Renald Kasali pernah bercerita bahwa 20
tahun yang lalu saai ia masih belajar Bahasa Inggris di Boulder,
Colorado pernah suatu ketika diajak oleh temannya dari Jepang untuk
makan siang. “Mau tidak, makan siang di Makuto Naruto ? tanya temannya
waktu itu. Penasaran dengan nama resto itu, akhirnya mereka berdua makan
siang disana. Ternyata yang dimaksud dengan Makuto Naruto tidak lain
adalah Mc Donald’s. Sehingga saya langsung tertawa, begitu sampai di
restoran. Sejak itu saya tahu bahwa orang Jepang ternyata kesulitan
untuk mengeja kata yang huruf penutupnya bukan huruf hidup. Jadilah, Mc
Donalds dilafalkan Makuto Naruto. Pertanyaan yang timbul sekarang,
“mengapa dengan bahasa Inggris pas-pas-an seperti itu mereka bisa
menguasai dunia dan ada dimana-mana? China, Korea, Jepang dan India
harus kita akui, merupakan perantau-perantau yang berhasil.
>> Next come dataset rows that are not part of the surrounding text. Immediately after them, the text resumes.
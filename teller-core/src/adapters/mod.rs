//! Adapter implementations
//!
//! Adapters implement the port traits with concrete technologies:
//! - DuckDB for a local, single-file backend (data and identity)
//! - A blocking HTTP client for a hosted PostgREST/GoTrue backend
//! - Session persistence shared by both identity providers

pub mod duckdb;
pub mod hosted;
pub mod session_file;

#[cfg(test)]
pub mod hosted_mock;
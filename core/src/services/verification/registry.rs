//! Channel to provider mapping

use std::collections::HashMap;
use std::fmt;
use std::sync::Arc;

use crate::domain::entities::ChannelType;
use crate::errors::{DomainError, DomainResult};

use super::traits::VerificationProvider;

/// Selects the provider responsible for a channel.
///
/// Built once at startup and read-only afterwards.
#[derive(Clone, Default)]
pub struct ProviderRegistry {
    providers: HashMap<ChannelType, Arc<dyn VerificationProvider>>,
}

impl ProviderRegistry {
    pub fn new() -> Self {
        Self::default()
    }

    /// Register `provider` for `channel`, replacing any previous one
    pub fn register(&mut self, channel: ChannelType, provider: Arc<dyn VerificationProvider>) {
        let name = provider.name().to_string();
        if let Some(previous) = self.providers.insert(channel, provider) {
            tracing::warn!(
                channel = %channel,
                previous = previous.name(),
                provider = %name,
                "Replacing verification provider"
            );
        } else {
            tracing::debug!(
                channel = %channel,
                provider = %name,
                "Registered verification provider"
            );
        }
    }

    /// Builder form of [`register`](Self::register)
    pub fn with(mut self, channel: ChannelType, provider: Arc<dyn VerificationProvider>) -> Self {
        self.register(channel, provider);
        self
    }

    /// Provider for `channel`, or `UnsupportedChannel`
    pub fn resolve(&self, channel: ChannelType) -> DomainResult<Arc<dyn VerificationProvider>> {
        self.providers
            .get(&channel)
            .cloned()
            .ok_or(DomainError::UnsupportedChannel { channel })
    }

    pub fn supports(&self, channel: ChannelType) -> bool {
        self.providers.contains_key(&channel)
    }

    /// Registered channels in declaration order
    pub fn channels(&self) -> Vec<ChannelType> {
        ChannelType::ALL
            .into_iter()
            .filter(|channel| self.supports(*channel))
            .collect()
    }

    pub fn is_empty(&self) -> bool {
        self.providers.is_empty()
    }
}

impl fmt::Debug for ProviderRegistry {
    fn fmt(&self, f: &mut fmt::Formatter<'_>) -> fmt::Result {
        let mut map = f.debug_map();
        for channel in self.channels() {
            if let Some(provider) = self.providers.get(&channel) {
                map.entry(&channel, &provider.name());
            }
        }
        map.finish()
    }
}
//! Domain entities exchanged with callers of the gateway.

pub mod verification;

#[cfg(test)]
mod tests;

pub use verification::{ChannelType, SavedVerification, VerificationInput};
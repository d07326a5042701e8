//! SMS Service Interface
//!
//! Defines the trait for SMS back ends that deliver verification codes.

use async_trait::async_trait;
use phonenumber::{Mode, PhoneNumber};
use vp_shared::config::sms::DEFAULT_MESSAGE_TEMPLATE;

use crate::InfrastructureError;

pub use vp_shared::phone::mask_phone_number;

/// Longest message body accepted by the carriers we talk to
pub const MAX_MESSAGE_LENGTH: usize = 1600;

/// SMS service trait for sending text messages
///
/// Implementations include:
/// - Twilio SMS API
/// - AWS SNS
/// - Mock implementation for development
#[async_trait]
pub trait SmsService: Send + Sync {
    /// Send an SMS message to a phone number
    ///
    /// # Arguments
    ///
    /// * `phone_number` - The recipient's phone number (E.164 format)
    /// * `message` - The message content to send
    ///
    /// # Returns
    ///
    /// * `Ok(message_id)` - Unique identifier for the sent message
    /// * `Err(InfrastructureError)` - If sending fails
    async fn send_sms(
        &self,
        phone_number: &str,
        message: &str,
    ) -> Result<String, InfrastructureError>;

    /// Send a verification code rendered into `template`
    ///
    /// Every `{code}` placeholder in the template is replaced with `code`.
    async fn send_verification_code_with(
        &self,
        phone_number: &str,
        code: &str,
        template: &str,
    ) -> Result<String, InfrastructureError> {
        let message = template.replace("{code}", code);
        self.send_sms(phone_number, &message).await
    }

    /// Send a verification code with the default message template
    async fn send_verification_code(
        &self,
        phone_number: &str,
        code: &str,
    ) -> Result<String, InfrastructureError> {
        self.send_verification_code_with(phone_number, code, DEFAULT_MESSAGE_TEMPLATE)
            .await
    }

    /// Get the service provider name
    ///
    /// Returns the name of the SMS service provider (e.g., "Twilio", "AWS SNS", "Mock")
    fn provider_name(&self) -> &str;

    /// Check if the service is available
    ///
    /// Default implementation always returns true.
    async fn is_available(&self) -> bool {
        true
    }
}

/// Check for a `+` followed by 7 to 15 digits
///
/// ```
/// use vp_infra::sms::is_valid_phone_number;
/// assert!(is_valid_phone_number("+15551234567"));
/// assert!(!is_valid_phone_number("15551234567"));
/// ```
pub fn is_valid_phone_number(phone: &str) -> bool {
    match phone.strip_prefix('+') {
        Some(digits) => {
            (7..=15).contains(&digits.len()) && digits.chars().all(|c| c.is_ascii_digit())
        }
        None => false,
    }
}

/// Parse a number with the phonenumber crate and format it as E.164
///
/// Real carriers reject numbers without a country code, so no default
/// country is assumed here.
pub fn to_carrier_e164(phone: &str) -> Result<String, InfrastructureError> {
    if !phone.starts_with('+') {
        return Err(InfrastructureError::Sms(
            "Phone number must be in E.164 format (e.g., +15551234567)".to_string(),
        ));
    }

    phone
        .parse::<PhoneNumber>()
        .map(|parsed| parsed.format().mode(Mode::E164).to_string())
        .map_err(|e| InfrastructureError::Sms(format!("Invalid phone number format: {}", e)))
}

/// Reject message bodies longer than [`MAX_MESSAGE_LENGTH`]
pub fn check_message_length(message: &str) -> Result<(), InfrastructureError> {
    if message.chars().count() > MAX_MESSAGE_LENGTH {
        return Err(InfrastructureError::Sms(format!(
            "Message exceeds maximum length of {} characters",
            MAX_MESSAGE_LENGTH
        )));
    }
    Ok(())
}
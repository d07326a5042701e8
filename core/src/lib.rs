//! # Veriphone Core
//!
//! Core verification flow for the Veriphone gateway.
//! This crate contains the verification data model, the error taxonomy,
//! phone validation, provider selection, the test-mode policy and the
//! gateway that composes them.

pub mod domain;
pub mod errors;
pub mod services;

// Re-export commonly used types for convenience
pub use domain::*;
pub use errors::*;
pub use services::*;
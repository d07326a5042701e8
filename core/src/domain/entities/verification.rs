//! Verification request and saved-verification entities.

use chrono::{DateTime, Utc};
use serde::{Deserialize, Serialize};
use std::fmt;
use std::str::FromStr;

/// Delivery mechanism for a verification code
#[derive(Debug, Clone, Copy, PartialEq, Eq, Hash, Serialize, Deserialize)]
#[serde(rename_all = "lowercase")]
pub enum ChannelType {
    /// Text message
    Sms,
    /// Automated voice call reading the code out
    Voice,
    /// Messenger application
    Messenger,
}

impl ChannelType {
    /// All supported channels
    pub const ALL: [ChannelType; 3] =
        [ChannelType::Sms, ChannelType::Voice, ChannelType::Messenger];

    /// Lowercase channel name
    pub fn as_str(&self) -> &'static str {
        match self {
            ChannelType::Sms => "sms",
            ChannelType::Voice => "voice",
            ChannelType::Messenger => "messenger",
        }
    }
}

impl fmt::Display for ChannelType {
    fn fmt(&self, f: &mut fmt::Formatter<'_>) -> fmt::Result {
        f.write_str(self.as_str())
    }
}

impl FromStr for ChannelType {
    type Err = String;

    fn from_str(s: &str) -> Result<Self, Self::Err> {
        match s.trim().to_lowercase().as_str() {
            "sms" | "text" => Ok(ChannelType::Sms),
            "voice" | "call" => Ok(ChannelType::Voice),
            "messenger" => Ok(ChannelType::Messenger),
            _ => Err(format!("Unknown channel type: {}", s)),
        }
    }
}

/// Caller-supplied verification request.
///
/// On send, `code` is an optional caller-chosen code that providers may honour.
/// On verify, `code` is the code the user submitted.
#[derive(Debug, Clone, PartialEq, Eq, Serialize, Deserialize)]
pub struct VerificationInput {
    /// Raw phone number as entered by the user
    pub phone: String,

    /// Channel used to deliver the code
    #[serde(rename = "type")]
    pub channel: ChannelType,

    /// Verification code
    #[serde(default, skip_serializing_if = "Option::is_none")]
    pub code: Option<String>,
}

impl VerificationInput {
    /// Creates a send request without a caller-chosen code
    pub fn new(phone: impl Into<String>, channel: ChannelType) -> Self {
        Self {
            phone: phone.into(),
            channel,
            code: None,
        }
    }

    /// Attaches a code (caller-chosen on send, user-submitted on verify)
    pub fn with_code(mut self, code: impl Into<String>) -> Self {
        self.code = Some(code.into());
        self
    }
}

/// Previously issued verification, persisted by the caller.
///
/// The gateway only reads it; `expires_at` and `attempts` are interpreted
/// by the code matcher.
#[derive(Debug, Clone, PartialEq, Eq, Serialize, Deserialize)]
pub struct SavedVerification {
    /// Phone the code was issued to
    pub phone: String,

    /// Issued code
    pub code: String,

    /// Moment after which the code no longer matches
    #[serde(default, rename = "expiresAt", skip_serializing_if = "Option::is_none")]
    pub expires_at: Option<DateTime<Utc>>,

    /// Verification attempts already made against this code
    #[serde(default)]
    pub attempts: u32,
}

impl SavedVerification {
    /// Creates a saved verification with no expiry and no attempts
    pub fn new(phone: impl Into<String>, code: impl Into<String>) -> Self {
        Self {
            phone: phone.into(),
            code: code.into(),
            expires_at: None,
            attempts: 0,
        }
    }

    /// Sets the expiry moment
    pub fn expiring_at(mut self, expires_at: DateTime<Utc>) -> Self {
        self.expires_at = Some(expires_at);
        self
    }

    /// Sets the attempts already made
    pub fn with_attempts(mut self, attempts: u32) -> Self {
        self.attempts = attempts;
        self
    }

    /// Checks whether the code has expired at `now`
    pub fn is_expired_at(&self, now: DateTime<Utc>) -> bool {
        self.expires_at.map_or(false, |expires_at| now > expires_at)
    }
}
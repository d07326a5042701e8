//! Outcomes of the send and verify operations.

use serde::Serialize;

/// Result of issuing a verification code.
///
/// A successful result always carries a non-empty `code` (the value the
/// caller persists); a failed one always carries a non-empty `message`.
#[derive(Debug, Clone, PartialEq, Eq, Serialize)]
pub struct SendVerificationResult {
    #[serde(rename = "isSuccess")]
    is_success: bool,
    #[serde(skip_serializing_if = "Option::is_none")]
    code: Option<String>,
    #[serde(skip_serializing_if = "Option::is_none")]
    message: Option<String>,
}

impl SendVerificationResult {
    /// Successful issuance of `code`
    pub fn success(code: impl Into<String>) -> Self {
        Self {
            is_success: true,
            code: Some(code.into()),
            message: None,
        }
    }

    /// Failed issuance with a human-readable reason
    pub fn failure(message: impl Into<String>) -> Self {
        Self {
            is_success: false,
            code: None,
            message: Some(message.into()),
        }
    }

    pub fn is_success(&self) -> bool {
        self.is_success
    }

    /// Issued code, present only on success
    pub fn code(&self) -> Option<&str> {
        self.code.as_deref()
    }

    /// Failure reason, present only on failure
    pub fn message(&self) -> Option<&str> {
        self.message.as_deref()
    }
}

/// Result of checking a submitted code.
#[derive(Debug, Clone, PartialEq, Eq, Serialize)]
pub struct VerifyResult {
    #[serde(rename = "isSuccess")]
    is_success: bool,
    #[serde(skip_serializing_if = "Option::is_none")]
    message: Option<String>,
}

impl VerifyResult {
    /// The submitted code matched
    pub fn success() -> Self {
        Self {
            is_success: true,
            message: None,
        }
    }

    /// The submitted code did not match
    pub fn failure(message: impl Into<String>) -> Self {
        Self {
            is_success: false,
            message: Some(message.into()),
        }
    }

    pub fn is_success(&self) -> bool {
        self.is_success
    }

    /// Mismatch explanation, present only on failure
    pub fn message(&self) -> Option<&str> {
        self.message.as_deref()
    }
}
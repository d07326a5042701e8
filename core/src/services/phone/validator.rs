//! Phone validator producing canonical E.164 numbers

use once_cell::sync::Lazy;
use regex::Regex;
use vp_shared::config::VerificationConfig;
use vp_shared::phone::{has_valid_charset, international_prefix_to_plus, strip_formatting};

use crate::domain::value_objects::NormalizedPhone;
use crate::errors::{DomainError, DomainResult, PhoneValidationError};

/// E.164: `+`, a country code that does not start with 0, 7-15 digits in total
static E164_REGEX: Lazy<Regex> = Lazy::new(|| {
    Regex::new(r"^\+[1-9]\d{6,14}$").unwrap()
});

/// Chinese mobile numbers start with 13-19, followed by 9 digits
static CHINA_MOBILE_REGEX: Lazy<Regex> = Lazy::new(|| {
    Regex::new(r"^1[3-9]\d{9}$").unwrap()
});

/// Australian mobile numbers start with 4, followed by 8 digits
static AUSTRALIA_MOBILE_REGEX: Lazy<Regex> = Lazy::new(|| {
    Regex::new(r"^4\d{8}$").unwrap()
});

/// Russian subscriber numbers are 10 digits after +7
static RUSSIA_SUBSCRIBER_REGEX: Lazy<Regex> = Lazy::new(|| {
    Regex::new(r"^\d{10}$").unwrap()
});

/// Bare local Russian numbers are mobile numbers: 10 digits starting with 9
static RUSSIA_LOCAL_MOBILE_REGEX: Lazy<Regex> = Lazy::new(|| {
    Regex::new(r"^9\d{9}$").unwrap()
});

/// North American numbers: 10 digits, area code never starts with 0 or 1
static NANP_REGEX: Lazy<Regex> = Lazy::new(|| {
    Regex::new(r"^[2-9]\d{9}$").unwrap()
});

/// Countries with dedicated validation rules
#[derive(Debug, Clone, Copy, PartialEq, Eq)]
pub enum CountryCode {
    China,         // +86
    Australia,     // +61
    Russia,        // +7
    NorthAmerica,  // +1
}

impl CountryCode {
    /// Parse an ISO 3166 alpha-2 code (`CN`, `AU`, `RU`, `US`, `CA`)
    pub fn from_iso(code: &str) -> Option<Self> {
        match code.trim().to_uppercase().as_str() {
            "CN" => Some(CountryCode::China),
            "AU" => Some(CountryCode::Australia),
            "RU" | "KZ" => Some(CountryCode::Russia),
            "US" | "CA" => Some(CountryCode::NorthAmerica),
            _ => None,
        }
    }

    /// Identify the country of an E.164 number, returning the local part
    pub fn from_phone(phone: &str) -> Option<(Self, &str)> {
        if let Some(local) = phone.strip_prefix("+86") {
            Some((CountryCode::China, local))
        } else if let Some(local) = phone.strip_prefix("+61") {
            Some((CountryCode::Australia, local))
        } else if let Some(local) = phone.strip_prefix("+7") {
            Some((CountryCode::Russia, local))
        } else if let Some(local) = phone.strip_prefix("+1") {
            Some((CountryCode::NorthAmerica, local))
        } else {
            None
        }
    }

    /// Get the dialing prefix
    pub fn as_str(&self) -> &'static str {
        match self {
            CountryCode::China => "+86",
            CountryCode::Australia => "+61",
            CountryCode::Russia => "+7",
            CountryCode::NorthAmerica => "+1",
        }
    }

    /// Expand a local number (digits only) into E.164
    fn expand_local(&self, digits: &str) -> Result<String, PhoneValidationError> {
        let local = match self {
            CountryCode::China => Some(digits),
            CountryCode::Australia => Some(strip_trunk_zero(digits)),
            CountryCode::Russia => match digits.len() {
                11 if digits.starts_with('8') => Some(&digits[1..]),
                10 if RUSSIA_LOCAL_MOBILE_REGEX.is_match(digits) => Some(digits),
                _ => None,
            },
            CountryCode::NorthAmerica => match digits.len() {
                11 if digits.starts_with('1') => Some(&digits[1..]),
                10 => Some(digits),
                _ => None,
            },
        };

        match local {
            Some(local) if self.accepts_local(local) => Ok(format!("{}{}", self.as_str(), local)),
            _ => Err(self.rule_violation()),
        }
    }

    fn accepts_local(&self, local: &str) -> bool {
        match self {
            CountryCode::China => CHINA_MOBILE_REGEX.is_match(local),
            CountryCode::Australia => AUSTRALIA_MOBILE_REGEX.is_match(local),
            CountryCode::Russia => RUSSIA_SUBSCRIBER_REGEX.is_match(local),
            CountryCode::NorthAmerica => NANP_REGEX.is_match(local),
        }
    }

    fn rule_violation(&self) -> PhoneValidationError {
        let (country, rule) = match self {
            CountryCode::China => ("Chinese", "Must be 11 digits starting with 13-19 after +86"),
            CountryCode::Australia => ("Australian", "Must be 9 digits starting with 4 after +61"),
            CountryCode::Russia => ("Russian", "Must be 10 digits after +7"),
            CountryCode::NorthAmerica => (
                "North American",
                "Must be 10 digits after +1 with an area code not starting with 0 or 1",
            ),
        };
        PhoneValidationError::InvalidForCountry {
            country: country.to_string(),
            rule: rule.to_string(),
        }
    }
}

fn strip_trunk_zero(digits: &str) -> &str {
    if digits.len() == 10 && digits.starts_with('0') {
        &digits[1..]
    } else {
        digits
    }
}

/// Normalizes and validates raw phone input.
///
/// No side effects; the returned [`NormalizedPhone`] is what the gateway
/// hands to providers and writes into log messages.
#[derive(Debug, Clone, Default)]
pub struct PhoneValidator {
    default_country: Option<CountryCode>,
}

impl PhoneValidator {
    /// Validator that requires an explicit country code
    pub fn new() -> Self {
        Self::default()
    }

    /// Validator that expands local numbers with `country`
    pub fn with_default_country(country: CountryCode) -> Self {
        Self {
            default_country: Some(country),
        }
    }

    /// Build from configuration; an unknown default country is a configuration error
    pub fn from_config(config: &VerificationConfig) -> DomainResult<Self> {
        match config.default_country.as_deref() {
            None => Ok(Self::new()),
            Some(iso) => CountryCode::from_iso(iso)
                .map(Self::with_default_country)
                .ok_or_else(|| DomainError::Configuration {
                    message: format!("Unsupported default phone country: {}", iso),
                }),
        }
    }

    pub fn default_country(&self) -> Option<CountryCode> {
        self.default_country
    }

    /// Validate `raw` and return its canonical E.164 form
    pub fn validate(&self, raw: &str) -> Result<NormalizedPhone, PhoneValidationError> {
        let trimmed = raw.trim();
        if trimmed.is_empty() {
            return Err(PhoneValidationError::Empty);
        }
        if !has_valid_charset(trimmed) {
            return Err(PhoneValidationError::InvalidCharacters);
        }

        let cleaned = international_prefix_to_plus(&strip_formatting(trimmed));
        let e164 = if cleaned.starts_with('+') {
            cleaned
        } else {
            match self.default_country {
                Some(country) => country.expand_local(&cleaned)?,
                None => return Err(PhoneValidationError::MissingCountryCode),
            }
        };

        if !E164_REGEX.is_match(&e164) {
            return Err(PhoneValidationError::InvalidFormat);
        }

        if let Some((country, local)) = CountryCode::from_phone(&e164) {
            if !country.accepts_local(local) {
                return Err(country.rule_violation());
            }
        }

        Ok(NormalizedPhone::new_unchecked(e164))
    }
}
Imagination is important than knowledge (Einstein)
Kondisi berbeda juga ditampilkan oleh
Finlandia, disaat kebanyakan negara menggenjot siswanya dengan menambah
jam-jam belajar, memberi beban PR tambahan, menerapkan disiplin
tentara, atau memborbardir siswa dengan berbagai tes. Finlandia malah
menetapkan jam sekolah hanya 30 jam perminggu dan memulai sekolah pada
usia 7 tahun. Namun berdasarkan hasil survei internasional yang
komprehensif pada tahun 2003 oleh Organization for Economic Cooperation
and Development (OECD) menempatkan Finlandia dalam peringkat 1 dunia
dibidang pendidikan. Hebatnya, Finlandia bukan hanya unggul secara
akademis tapi juga menunjukkan unggul dalam pendidikan anak-anak lemah
mental.
Dalam dua kondisi ini satu hal yang sama
adalah adanya keberanian yang sudah tertanam kuat melalui pola yang
sudah diberikan. Sebagaimana kita tahu bersama, proses belajar
mengajar harus dapat membangkitkan “keberanian” siswa, sehingga
dengan demikian dapat dibangkitkan alam bawah sadarnya, seperti yang
dikemukakan oleh Freud. Pada setiap individu ada alam bawah sadar,
yeng tersembunyi, terselubung, yang oleh Freud digambarkan sebagai
“ice berg”, sebuah gunung es. Hanya sedikit saja yang dapat
diungkapkan pada setiap diri individu dan sebagian besar lagi
sukar diungkapkan. Namun kita harus mengeksploitasi alam bawah
sadar tersebut untuk kegiatan kreatif produktif.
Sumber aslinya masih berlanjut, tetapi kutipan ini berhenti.